CSS contain-intrinsic-block-size Property
Description
The contain-intrinsic-block-size property defines an element’s fallback intrinsic block dimension - in other words, a preferred block‑axis size that the UA can use when the element’s natural size can’t be determined from its children or intrinsic content. Because it targets the logical block axis, the effective direction of this size depends on the element’s writing mode and orientation (for example, it corresponds to height in horizontal-tb writing mode). It is intended as a hint for layout algorithms rather than an authoritative override, supplying a stable size for the block axis when intrinsic sizing information is otherwise unavailable.
This property becomes important in situations where an element is isolated from its children’s sizing information, for example when using CSS containment (see contain) or when the element is treated in a way that prevents the browser from measuring descendant content during certain layout passes. It pairs conceptually with its inline‑axis counterpart, contain-intrinsic-inline-size, so authors can provide a complete intrinsic footprint for both logical axes. When present, the block intrinsic size can be used as the basis for resolving auto sizes, computing percentage sizes of children, or providing an initial placeholder size before replaced content (like images) finishes loading.
Interactions with other sizing mechanisms are intentional: user agents may combine the intrinsic block hint with an explicitly provided aspect ratio (see aspect-ratio) to derive the corresponding inline size, or use it alongside min/max constraints to clamp final dimensions. Because it is only consulted by layout algorithms that need an intrinsic size, authors should not expect it to forcibly override explicit width/height constraints set elsewhere; rather, it fills gaps where no author-specified size exists and where measuring content has been intentionally restricted for performance or encapsulation.

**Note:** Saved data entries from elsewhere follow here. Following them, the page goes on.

//! Display colors for bodies
//!
//! The simulation treats a color as an opaque string handed over by the
//! picker or the table file. Only the presentation layer needs RGB, so the
//! conversion lives here as a best-effort helper.

use serde::{Deserialize, Serialize};
use std::fmt;

/// Display color of a body: a CSS-style name or `#rgb` / `#rrggbb` hex
#[derive(Debug, Clone, PartialEq, Eq, Serialize, Deserialize)]
#[serde(transparent)]
pub struct Color(String);

const NAMED_COLORS: &[(&str, [u8; 3])] = &[
    ("black", [0, 0, 0]),
    ("white", [255, 255, 255]),
    ("red", [255, 0, 0]),
    ("green", [0, 128, 0]),
    ("lime", [0, 255, 0]),
    ("blue", [0, 0, 255]),
    ("yellow", [255, 255, 0]),
    ("orange", [255, 165, 0]),
    ("purple", [128, 0, 128]),
    ("magenta", [255, 0, 255]),
    ("cyan", [0, 255, 255]),
    ("brown", [165, 42, 42]),
    ("pink", [255, 192, 203]),
    ("gray", [128, 128, 128]),
    ("grey", [128, 128, 128]),
];

impl Color {
    pub fn new(value: impl Into<String>) -> Self {
        Self(value.into())
    }

    /// Build a `#rrggbb` color
    pub fn from_rgb(r: u8, g: u8, b: u8) -> Self {
        Self(format!("#{:02x}{:02x}{:02x}", r, g, b))
    }

    pub fn as_str(&self) -> &str {
        &self.0
    }

    /// Resolve the color to RGB, or `None` if the value is not recognized
    pub fn to_rgb(&self) -> Option<[u8; 3]> {
        let value = self.0.trim();
        if let Some(hex) = value.strip_prefix('#') {
            return parse_hex(hex);
        }
        NAMED_COLORS
            .iter()
            .find(|(name, _)| name.eq_ignore_ascii_case(value))
            .map(|(_, rgb)| *rgb)
    }
}

fn parse_hex(hex: &str) -> Option<[u8; 3]> {
    if !hex.is_ascii() {
        return None;
    }
    match hex.len() {
        3 => {
            let mut rgb = [0u8; 3];
            for (slot, digit) in rgb.iter_mut().zip(hex.chars()) {
                let nibble = digit.to_digit(16)? as u8;
                *slot = nibble * 17;
            }
            Some(rgb)
        }
        6 => {
            let channel = |i: usize| u8::from_str_radix(&hex[i..i + 2], 16).ok();
            Some([channel(0)?, channel(2)?, channel(4)?])
        }
        _ => None,
    }
}

impl fmt::Display for Color {
    fn fmt(&self, f: &mut fmt::Formatter<'_>) -> fmt::Result {
        f.write_str(&self.0)
    }
}

impl From<&str> for Color {
    fn from(value: &str) -> Self {
        Self::new(value)
    }
}

impl From<String> for Color {
    fn from(value: String) -> Self {
        Self(value)
    }
}

#[cfg(test)]
mod tests {
    use super::*;

    #[test]
    fn named_colors_resolve_case_insensitively() {
        assert_eq!(Color::new("red").to_rgb(), Some([255, 0, 0]));
        assert_eq!(Color::new("Yellow").to_rgb(), Some([255, 255, 0]));
    }

    #[test]
    fn hex_colors_resolve() {
        assert_eq!(Color::new("#1a2b3c").to_rgb(), Some([0x1a, 0x2b, 0x3c]));
        assert_eq!(Color::new("#f0a").to_rgb(), Some([0xff, 0x00, 0xaa]));
    }

    #[test]
    fn unknown_values_pass_through_without_rgb() {
        let color = Color::new("not-a-color");
        assert_eq!(color.to_rgb(), None);
        assert_eq!(color.as_str(), "not-a-color");
        assert_eq!(Color::new("#12345").to_rgb(), None);
        assert_eq!(Color::new("#gggggg").to_rgb(), None);
    }

    #[test]
    fn from_rgb_formats_lowercase_hex() {
        let color = Color::from_rgb(255, 8, 0);
        assert_eq!(color.as_str(), "#ff0800");
        assert_eq!(color.to_rgb(), Some([255, 8, 0]));
    }
}
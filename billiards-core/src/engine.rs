use crate::color::Color;
use glam::Vec2;
use serde::{Deserialize, Serialize};

/// Energy kept by the perpendicular velocity component on a wall bounce
pub const DEFAULT_WALL_DAMPING: f32 = 0.9;

/// Fraction of the pointer-to-center offset added to a clicked body's velocity
pub const DEFAULT_IMPULSE_SCALE: f32 = 0.1;

/// A disc on the table
#[derive(Debug, Clone, PartialEq)]
pub struct Body {
    pub pos: Vec2,
    pub vel: Vec2,
    pub color: Color,
    radius: f32, // fixed for the body's lifetime, doubles as mass
}

impl Body {
    pub fn new(pos: Vec2, radius: f32, color: impl Into<Color>) -> Self {
        Self {
            pos,
            vel: Vec2::ZERO,
            color: color.into(),
            radius,
        }
    }

    pub fn with_velocity(mut self, vel: Vec2) -> Self {
        self.vel = vel;
        self
    }

    pub fn radius(&self) -> f32 {
        self.radius
    }

    /// True if `point` lies strictly inside the disc
    pub fn contains(&self, point: Vec2) -> bool {
        self.pos.distance(point) < self.radius
    }
}

/// The bounded rectangle bodies move within, origin at the top-left corner
#[derive(Debug, Clone, Copy, PartialEq, Serialize, Deserialize)]
pub struct Surface {
    pub width: f32,
    pub height: f32,
}

impl Surface {
    pub fn new(width: f32, height: f32) -> Self {
        Self { width, height }
    }

    pub fn size(&self) -> Vec2 {
        Vec2::new(self.width, self.height)
    }
}

impl Default for Surface {
    fn default() -> Self {
        Self::new(400.0, 200.0)
    }
}

/// Tunable constants of the step and the pointer impulse
#[derive(Debug, Clone, Copy, PartialEq, Serialize, Deserialize)]
#[serde(default)]
pub struct PhysicsParams {
    pub wall_damping: f32,
    pub impulse_scale: f32,
}

impl Default for PhysicsParams {
    fn default() -> Self {
        Self {
            wall_damping: DEFAULT_WALL_DAMPING,
            impulse_scale: DEFAULT_IMPULSE_SCALE,
        }
    }
}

Practically, contain-intrinsic-block-size is useful when you want predictable vertical space (in most writing modes) for components that are contained or whose content is expensive to measure - for example, lazy-loaded media, isolated widgets, or shadow-rooted components. By supplying a sensible intrinsic block size you can reduce layout reflows and cumulative layout shift, and make percentage‑based children behave consistently even when their parent’s content isn’t measured. Remember that it is effectively a hint to the UA’s sizing algorithms: it improves stability and predictability but does not necessarily act as a hard enforced dimension in every layout scenario.
Definition
- Initial value
- none
- Applies to
- elements for which size containment can apply
- Inherited
- no
- Computed value
- as specified, with lengths values computed
- Animatable
- by computed value type
- JavaScript syntax
- object.style.containIntrinsicBlockSize
Syntax
contain-intrinsic-block-size: auto? [ none | <length> ]
Values
- auto? [ none | <length> ]If auto is specified and the element has a last remembered size and is currently skipping its contents, its explicit intrinsic inner size in the corresponding axis is the last remembered size in that axis. Otherwise, the corresponding axis either doesn’t have an explicit intrinsic inner size (if none is specified) or has an explicit intrinsic inner size of the specified <length>.
Example
Browser Support
The following information will show you the current browser support for the CSS contain-intrinsic-block-size property. Hover over a browser icon to see the version that first introduced support for this CSS property.
This property is supported by all modern browsers.